Hong Kong is failing to provide the safety and stability a financial centre needs
(Image credit: Pavliha)

Hong Kong is starting to resemble a “failed state”, says Clara Ferreira Marques on Bloomberg. There is “palpable anxiety” in the coronavirus-hit city, where a bungled official response, shortages of masks and toilet-paper panics remind me of Russia during the “chaotic summer of 1998”. A failing state is one that cannot protect its citizens, provide basic services and command the trust of its people. With the city reeling from anti-government protests, it “is ticking most of those boxes”.

The city is failing to provide the safety and stability that a global financial centre needs. The contrast with Singapore is stark: the prognosis for Hong Kong’s “future as a financial hub looks poor”.
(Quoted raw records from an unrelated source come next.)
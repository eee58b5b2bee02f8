//! Server configuration and shared handler state

use std::net::SocketAddr;
use std::sync::Arc;

use tracing::warn;

use crate::connections::ConnectionManager;
use crate::presence::PresenceRegistry;
use crate::relay::Relay;
use crate::store::{Database, UserStore};

const DEFAULT_PORT: u16 = 5000;

fn env_or(key: &str, fallback: &str) -> String {
    std::env::var(key).unwrap_or_else(|_| fallback.to_string())
}

/// Configuration for the Linkline server
#[derive(Clone, Debug)]
pub struct ServerConfig {
    /// SQLite connection string
    pub database_url: String,
    /// Address the HTTP listener binds to
    pub bind_addr: SocketAddr,
    /// Origin allowed by CORS (credentials included)
    pub cors_origin: String,
    /// Upper bound of the SQLite pool
    pub max_connections: u32,
}

impl Default for ServerConfig {
    fn default() -> Self {
        let host = env_or("HOST", "0.0.0.0");
        let port = std::env::var("PORT")
            .ok()
            .and_then(|s| s.parse().ok())
            .unwrap_or(DEFAULT_PORT);
        let bind_addr = format!("{}:{}", host, port).parse().unwrap_or_else(|e| {
            warn!("Invalid HOST {:?} ({}), binding all interfaces", host, e);
            SocketAddr::from(([0, 0, 0, 0], port))
        });

        Self {
            database_url: env_or("DATABASE_URL", "sqlite:linkline.sqlite"),
            bind_addr,
            cors_origin: env_or("CORS_ORIGIN", "http://localhost:3000"),
            max_connections: std::env::var("DB_MAX_CONNECTIONS")
                .ok()
                .and_then(|s| s.parse().ok())
                .unwrap_or(5),
        }
    }
}

impl ServerConfig {
    /// Load `.env` if there is one, then read the environment.
    pub fn from_env() -> Self {
        dotenv::dotenv().ok();
        Self::default()
    }

    /// Config pointing at a specific database, everything else default
    pub fn with_database_url(url: impl Into<String>) -> Self {
        Self {
            database_url: url.into(),
            ..Self::default()
        }
    }
}

/// App state shared across all handlers
#[derive(Clone)]
pub struct AppState {
    pub config: ServerConfig,
    pub users: UserStore,
    pub connections: ConnectionManager,
    pub relay: Arc<Relay>,
    pub presence: Arc<PresenceRegistry>,
}

impl AppState {
    /// Wire the stores, the connection manager and the relay around a fresh
    /// (empty) presence registry.
    pub fn new(config: ServerConfig, db: &Database) -> Self {
        let presence = Arc::new(PresenceRegistry::new());
        let relay = Arc::new(Relay::new(db.messages(), presence.clone()));

        Self {
            config,
            users: db.users(),
            connections: ConnectionManager::new(db.connections(), db.users()),
            relay,
            presence,
        }
    }
}
//! HTTP and WebSocket handlers

pub mod connections;
mod extract;
pub mod messages;
pub mod presence;
pub mod users;
pub mod ws;

// Re-export AppState from config
pub use crate::config::AppState;
pub use extract::JsonBody;

// Connection handlers
pub use connections::{
    list_invitations, my_connections, respond_to_invitation, send_connection_request,
    suggested_users,
};

// Message history
pub use messages::{get_messages, post_message};

// Presence probe
pub use presence::get_presence;

// User directory
pub use users::{
    create_user, delete_user, get_user_by_email, list_all_users, list_users, patch_user,
    update_user,
};

// Live session transport
pub use ws::session_ws;
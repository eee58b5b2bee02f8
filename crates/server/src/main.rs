// Handlers interleave only at await points.
#[tokio::main(flavor = "current_thread")]
async fn main() -> anyhow::Result<()> {
    linkline_server::run().await
}
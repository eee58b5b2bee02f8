//! User directory handlers

use super::JsonBody;
use crate::config::AppState;
use crate::error::{Error, Result};
use crate::models::{NewUser, User, UserUpdate};
use axum::{
    extract::{Path, Query, State},
    http::StatusCode,
    Json,
};
use serde::{Deserialize, Serialize};
use tracing::info;

#[derive(Debug, Deserialize)]
pub struct ListUsersQuery {
    /// Leave this email out of the listing
    pub exclude: Option<String>,
}

#[derive(Debug, Deserialize)]
pub struct AllUsersQuery {
    /// The caller, left out of the listing
    pub email: Option<String>,
}

#[derive(Debug, Serialize)]
pub struct UserDeleted {
    pub message: String,
}

#[derive(Debug, Serialize)]
pub struct UserSaved {
    pub message: String,
    pub data: User,
}

/// POST /users
pub async fn create_user(
    State(state): State<AppState>,
    JsonBody(input): JsonBody<NewUser>,
) -> Result<(StatusCode, Json<UserSaved>)> {
    let user = state.users.create(input).await?;

    Ok((
        StatusCode::CREATED,
        Json(UserSaved {
            message: "User created".to_string(),
            data: user,
        }),
    ))
}

/// GET /users, GET /users?exclude=
pub async fn list_users(
    State(state): State<AppState>,
    Query(query): Query<ListUsersQuery>,
) -> Result<Json<Vec<User>>> {
    let exclude = query.exclude.as_deref().filter(|e| !e.is_empty());
    Ok(Json(state.users.list(exclude).await?))
}

/// GET /allUsers?email= - everyone except the caller
pub async fn list_all_users(
    State(state): State<AppState>,
    Query(query): Query<AllUsersQuery>,
) -> Result<Json<Vec<User>>> {
    let exclude = query.email.as_deref().filter(|e| !e.is_empty());
    Ok(Json(state.users.list(exclude).await?))
}

/// GET /users/email/{email}
pub async fn get_user_by_email(
    Path(email): Path<String>,
    State(state): State<AppState>,
) -> Result<Json<User>> {
    state
        .users
        .find_by_email(&email)
        .await?
        .map(Json)
        .ok_or_else(|| Error::NotFound("User not found".to_string()))
}

/// PUT /users/{email}
pub async fn update_user(
    Path(email): Path<String>,
    State(state): State<AppState>,
    JsonBody(update): JsonBody<UserUpdate>,
) -> Result<Json<UserSaved>> {
    info!("PUT /users/{}", email);

    let user = state.users.update(&email, update).await?;

    Ok(Json(UserSaved {
        message: "User updated".to_string(),
        data: user,
    }))
}

/// PATCH /users/{id}
pub async fn patch_user(
    Path(id): Path<String>,
    State(state): State<AppState>,
    JsonBody(update): JsonBody<UserUpdate>,
) -> Result<Json<UserSaved>> {
    let user = state.users.update_by_id(&id, update).await?;

    Ok(Json(UserSaved {
        message: "User updated".to_string(),
        data: user,
    }))
}

/// DELETE /users/{id}
pub async fn delete_user(
    Path(id): Path<String>,
    State(state): State<AppState>,
) -> Result<Json<UserDeleted>> {
    info!("DELETE /users/{}", id);
    state.users.delete_by_id(&id).await?;

    Ok(Json(UserDeleted {
        message: "User deleted".to_string(),
    }))
}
Last year’s protests and a sharp decline in tourism had already pushed Hong Kong into recession, with GDP contracting 2.9% year on year in the final quarter of 2019. Now the coronavirus epidemic is making things even worse. UBS bank analysts predict a year-on-year fall of over 6% in the first quarter of this year, says The Economist. The local Hang Seng stock index is down more than 3% since 1 January and property prices are 5% below their peak. The risk now is that “speculative capital might quit the market and the city”. Falling property prices would put pressure on the banking system.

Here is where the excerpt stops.